## What you should do
Of the entries below, return only those lines from the line with "pub struct JsonRpcRequest" to the line with "pub fn is_valid_version(&self)", exactly, both included.

## Collected data entries

═══

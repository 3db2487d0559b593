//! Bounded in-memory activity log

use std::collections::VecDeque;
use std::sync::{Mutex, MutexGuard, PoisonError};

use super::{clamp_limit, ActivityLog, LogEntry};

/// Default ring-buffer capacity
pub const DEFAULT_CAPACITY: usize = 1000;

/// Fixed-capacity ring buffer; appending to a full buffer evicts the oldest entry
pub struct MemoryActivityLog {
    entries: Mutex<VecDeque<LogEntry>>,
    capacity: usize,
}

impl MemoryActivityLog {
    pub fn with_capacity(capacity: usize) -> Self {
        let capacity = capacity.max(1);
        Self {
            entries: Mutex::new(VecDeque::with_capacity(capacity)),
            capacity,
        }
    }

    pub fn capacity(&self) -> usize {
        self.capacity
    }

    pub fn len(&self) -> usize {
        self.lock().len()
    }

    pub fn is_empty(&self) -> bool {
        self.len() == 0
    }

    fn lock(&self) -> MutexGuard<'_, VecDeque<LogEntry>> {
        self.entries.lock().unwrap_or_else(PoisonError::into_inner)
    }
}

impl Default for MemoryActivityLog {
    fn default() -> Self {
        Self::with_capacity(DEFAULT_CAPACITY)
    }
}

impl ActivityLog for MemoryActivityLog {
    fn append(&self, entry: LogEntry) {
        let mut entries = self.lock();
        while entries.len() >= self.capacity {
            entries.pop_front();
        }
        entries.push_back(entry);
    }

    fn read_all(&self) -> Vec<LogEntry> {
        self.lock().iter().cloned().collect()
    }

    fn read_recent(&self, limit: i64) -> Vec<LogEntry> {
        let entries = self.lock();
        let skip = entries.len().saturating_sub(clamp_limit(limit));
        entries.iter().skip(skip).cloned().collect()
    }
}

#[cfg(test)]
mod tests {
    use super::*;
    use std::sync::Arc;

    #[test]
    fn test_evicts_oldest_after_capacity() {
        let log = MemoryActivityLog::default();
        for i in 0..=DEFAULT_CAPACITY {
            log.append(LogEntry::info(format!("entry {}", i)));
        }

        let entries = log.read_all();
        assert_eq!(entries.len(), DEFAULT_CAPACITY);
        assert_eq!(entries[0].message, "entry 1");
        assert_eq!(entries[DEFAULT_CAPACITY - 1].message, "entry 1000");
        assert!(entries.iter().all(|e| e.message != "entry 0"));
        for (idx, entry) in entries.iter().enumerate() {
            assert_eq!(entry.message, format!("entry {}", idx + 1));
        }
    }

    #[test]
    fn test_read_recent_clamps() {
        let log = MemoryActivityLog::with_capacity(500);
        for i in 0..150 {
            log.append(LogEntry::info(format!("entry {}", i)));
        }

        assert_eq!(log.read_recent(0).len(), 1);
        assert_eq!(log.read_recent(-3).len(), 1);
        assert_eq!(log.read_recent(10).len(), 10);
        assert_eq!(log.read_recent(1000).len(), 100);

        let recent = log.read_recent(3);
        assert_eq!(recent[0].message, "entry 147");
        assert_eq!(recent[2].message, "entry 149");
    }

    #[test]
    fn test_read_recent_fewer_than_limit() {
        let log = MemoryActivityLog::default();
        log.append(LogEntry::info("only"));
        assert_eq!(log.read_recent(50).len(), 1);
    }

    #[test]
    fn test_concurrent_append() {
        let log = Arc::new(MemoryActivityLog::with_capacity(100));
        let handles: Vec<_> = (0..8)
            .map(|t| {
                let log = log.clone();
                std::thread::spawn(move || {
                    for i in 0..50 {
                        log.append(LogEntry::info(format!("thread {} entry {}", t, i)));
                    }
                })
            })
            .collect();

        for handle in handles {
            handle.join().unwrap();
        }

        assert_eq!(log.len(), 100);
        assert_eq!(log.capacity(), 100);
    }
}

═══

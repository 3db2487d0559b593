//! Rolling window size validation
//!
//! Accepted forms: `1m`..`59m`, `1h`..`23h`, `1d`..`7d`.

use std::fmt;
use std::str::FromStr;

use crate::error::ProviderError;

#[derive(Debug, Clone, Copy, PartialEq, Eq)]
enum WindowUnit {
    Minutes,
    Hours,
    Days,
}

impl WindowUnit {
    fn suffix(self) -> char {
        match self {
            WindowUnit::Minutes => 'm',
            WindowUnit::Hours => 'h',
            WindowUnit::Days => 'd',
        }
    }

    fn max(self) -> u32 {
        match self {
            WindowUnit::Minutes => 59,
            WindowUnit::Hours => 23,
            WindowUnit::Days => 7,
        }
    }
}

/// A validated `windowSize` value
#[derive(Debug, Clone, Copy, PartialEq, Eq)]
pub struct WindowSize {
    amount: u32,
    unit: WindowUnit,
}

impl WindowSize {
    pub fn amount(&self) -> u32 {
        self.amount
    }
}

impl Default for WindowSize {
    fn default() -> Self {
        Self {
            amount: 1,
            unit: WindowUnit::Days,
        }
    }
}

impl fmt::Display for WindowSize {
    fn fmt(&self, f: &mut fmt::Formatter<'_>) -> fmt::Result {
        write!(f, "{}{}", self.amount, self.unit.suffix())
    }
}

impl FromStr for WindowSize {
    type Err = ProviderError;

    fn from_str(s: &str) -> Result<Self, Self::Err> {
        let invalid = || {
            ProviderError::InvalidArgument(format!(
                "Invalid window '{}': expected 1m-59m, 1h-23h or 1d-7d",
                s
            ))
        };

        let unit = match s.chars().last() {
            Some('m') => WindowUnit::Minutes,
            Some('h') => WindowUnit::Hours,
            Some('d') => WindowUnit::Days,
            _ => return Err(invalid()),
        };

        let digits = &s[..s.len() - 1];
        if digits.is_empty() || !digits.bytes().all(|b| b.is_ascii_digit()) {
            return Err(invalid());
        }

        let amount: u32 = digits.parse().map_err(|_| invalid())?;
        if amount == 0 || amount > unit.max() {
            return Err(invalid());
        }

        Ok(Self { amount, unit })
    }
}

═══

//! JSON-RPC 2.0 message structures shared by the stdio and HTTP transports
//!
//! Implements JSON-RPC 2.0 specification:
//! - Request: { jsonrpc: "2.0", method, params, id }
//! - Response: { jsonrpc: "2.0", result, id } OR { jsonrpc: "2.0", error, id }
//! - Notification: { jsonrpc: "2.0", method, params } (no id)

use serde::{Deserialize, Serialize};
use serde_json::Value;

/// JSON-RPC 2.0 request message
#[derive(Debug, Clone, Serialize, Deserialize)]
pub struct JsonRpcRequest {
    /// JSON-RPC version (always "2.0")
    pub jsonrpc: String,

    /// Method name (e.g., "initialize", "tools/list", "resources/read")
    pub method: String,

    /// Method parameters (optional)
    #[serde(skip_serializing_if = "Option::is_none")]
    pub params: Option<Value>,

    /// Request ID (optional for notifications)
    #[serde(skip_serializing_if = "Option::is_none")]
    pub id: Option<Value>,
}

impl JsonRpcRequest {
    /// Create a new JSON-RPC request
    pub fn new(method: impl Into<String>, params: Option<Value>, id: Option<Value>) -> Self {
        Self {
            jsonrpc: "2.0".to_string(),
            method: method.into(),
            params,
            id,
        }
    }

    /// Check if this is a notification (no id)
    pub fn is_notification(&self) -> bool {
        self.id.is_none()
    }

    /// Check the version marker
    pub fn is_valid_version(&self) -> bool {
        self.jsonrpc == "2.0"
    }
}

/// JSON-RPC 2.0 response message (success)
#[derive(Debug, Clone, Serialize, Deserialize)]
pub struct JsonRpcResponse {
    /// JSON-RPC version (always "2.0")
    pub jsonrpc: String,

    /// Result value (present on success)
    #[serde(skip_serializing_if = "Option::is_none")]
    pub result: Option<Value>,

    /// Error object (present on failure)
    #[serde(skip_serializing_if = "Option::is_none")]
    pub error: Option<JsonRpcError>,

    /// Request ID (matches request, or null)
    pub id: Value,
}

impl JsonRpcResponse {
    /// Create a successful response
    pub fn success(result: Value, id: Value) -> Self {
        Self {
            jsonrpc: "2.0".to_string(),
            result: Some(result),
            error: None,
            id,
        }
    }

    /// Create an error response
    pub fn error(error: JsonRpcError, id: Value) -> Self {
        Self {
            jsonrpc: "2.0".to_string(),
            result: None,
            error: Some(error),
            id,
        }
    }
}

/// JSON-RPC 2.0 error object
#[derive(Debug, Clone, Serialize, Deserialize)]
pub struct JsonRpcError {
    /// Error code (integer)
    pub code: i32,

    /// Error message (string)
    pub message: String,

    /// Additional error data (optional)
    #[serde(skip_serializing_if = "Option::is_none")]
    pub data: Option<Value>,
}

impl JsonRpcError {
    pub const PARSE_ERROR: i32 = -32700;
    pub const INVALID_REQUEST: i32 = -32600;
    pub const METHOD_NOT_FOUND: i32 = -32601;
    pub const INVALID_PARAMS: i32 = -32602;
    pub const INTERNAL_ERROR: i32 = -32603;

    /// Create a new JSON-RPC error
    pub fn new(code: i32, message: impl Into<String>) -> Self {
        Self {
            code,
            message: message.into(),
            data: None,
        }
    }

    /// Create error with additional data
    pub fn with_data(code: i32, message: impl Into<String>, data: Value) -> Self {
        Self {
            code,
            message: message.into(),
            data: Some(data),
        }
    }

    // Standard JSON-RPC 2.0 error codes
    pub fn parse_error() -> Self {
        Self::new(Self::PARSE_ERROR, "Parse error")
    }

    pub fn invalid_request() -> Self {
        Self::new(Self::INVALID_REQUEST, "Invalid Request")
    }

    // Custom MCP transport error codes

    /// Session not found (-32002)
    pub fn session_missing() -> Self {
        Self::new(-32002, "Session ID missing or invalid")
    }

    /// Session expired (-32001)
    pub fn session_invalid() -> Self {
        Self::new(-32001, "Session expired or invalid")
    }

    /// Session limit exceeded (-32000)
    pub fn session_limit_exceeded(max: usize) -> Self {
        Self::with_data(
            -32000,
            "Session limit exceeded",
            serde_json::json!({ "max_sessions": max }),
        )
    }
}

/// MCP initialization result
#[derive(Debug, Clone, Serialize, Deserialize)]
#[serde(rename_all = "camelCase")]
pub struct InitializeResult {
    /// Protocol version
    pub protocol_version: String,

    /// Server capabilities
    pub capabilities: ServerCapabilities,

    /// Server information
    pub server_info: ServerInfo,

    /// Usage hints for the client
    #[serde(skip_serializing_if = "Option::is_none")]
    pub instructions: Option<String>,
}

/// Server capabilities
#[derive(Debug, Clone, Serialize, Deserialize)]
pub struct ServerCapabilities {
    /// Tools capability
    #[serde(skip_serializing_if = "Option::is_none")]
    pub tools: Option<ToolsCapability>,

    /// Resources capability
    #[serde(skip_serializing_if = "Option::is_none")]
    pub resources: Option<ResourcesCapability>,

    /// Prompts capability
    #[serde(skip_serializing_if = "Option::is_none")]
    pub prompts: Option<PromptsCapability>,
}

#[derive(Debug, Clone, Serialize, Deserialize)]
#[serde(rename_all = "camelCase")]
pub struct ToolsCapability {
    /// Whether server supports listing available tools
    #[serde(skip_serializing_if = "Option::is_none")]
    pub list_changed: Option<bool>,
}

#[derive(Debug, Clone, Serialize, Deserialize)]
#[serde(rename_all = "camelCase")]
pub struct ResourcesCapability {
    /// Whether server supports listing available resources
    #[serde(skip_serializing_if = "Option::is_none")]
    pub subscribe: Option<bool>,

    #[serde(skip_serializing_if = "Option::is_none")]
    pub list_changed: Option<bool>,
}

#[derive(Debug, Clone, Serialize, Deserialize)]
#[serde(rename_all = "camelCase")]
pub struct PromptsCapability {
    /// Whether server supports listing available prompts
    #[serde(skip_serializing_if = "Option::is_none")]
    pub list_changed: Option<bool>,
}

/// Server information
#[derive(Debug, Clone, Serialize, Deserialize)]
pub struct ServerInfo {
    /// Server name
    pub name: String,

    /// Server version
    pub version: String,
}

═══

## Response area
pub struct JsonRpcRequest {
    /// JSON-RPC version (always "2.0")
    pub jsonrpc: String,

    /// Method name (e.g., "initialize", "tools/list", "resources/read")
    pub method: String,

    /// Method parameters (optional)
    #[serde(skip_serializing_if = "Option::is_none")]
    pub params: Option<Value>,

    /// Request ID (optional for notifications)
    #[serde(skip_serializing_if = "Option::is_none")]
    pub id: Option<Value>,
}

impl JsonRpcRequest {
    /// Create a new JSON-RPC request
    pub fn new(method: impl Into<String>, params: Option<Value>, id: Option<Value>) -> Self {
        Self {
            jsonrpc: "2.0".to_string(),
            method: method.into(),
            params,
            id,
        }
    }

    /// Check if this is a notification (no id)
    pub fn is_notification(&self) -> bool {
        self.id.is_none()
    }

    /// Check the version marker
    pub fn is_valid_version(&self) -> bool {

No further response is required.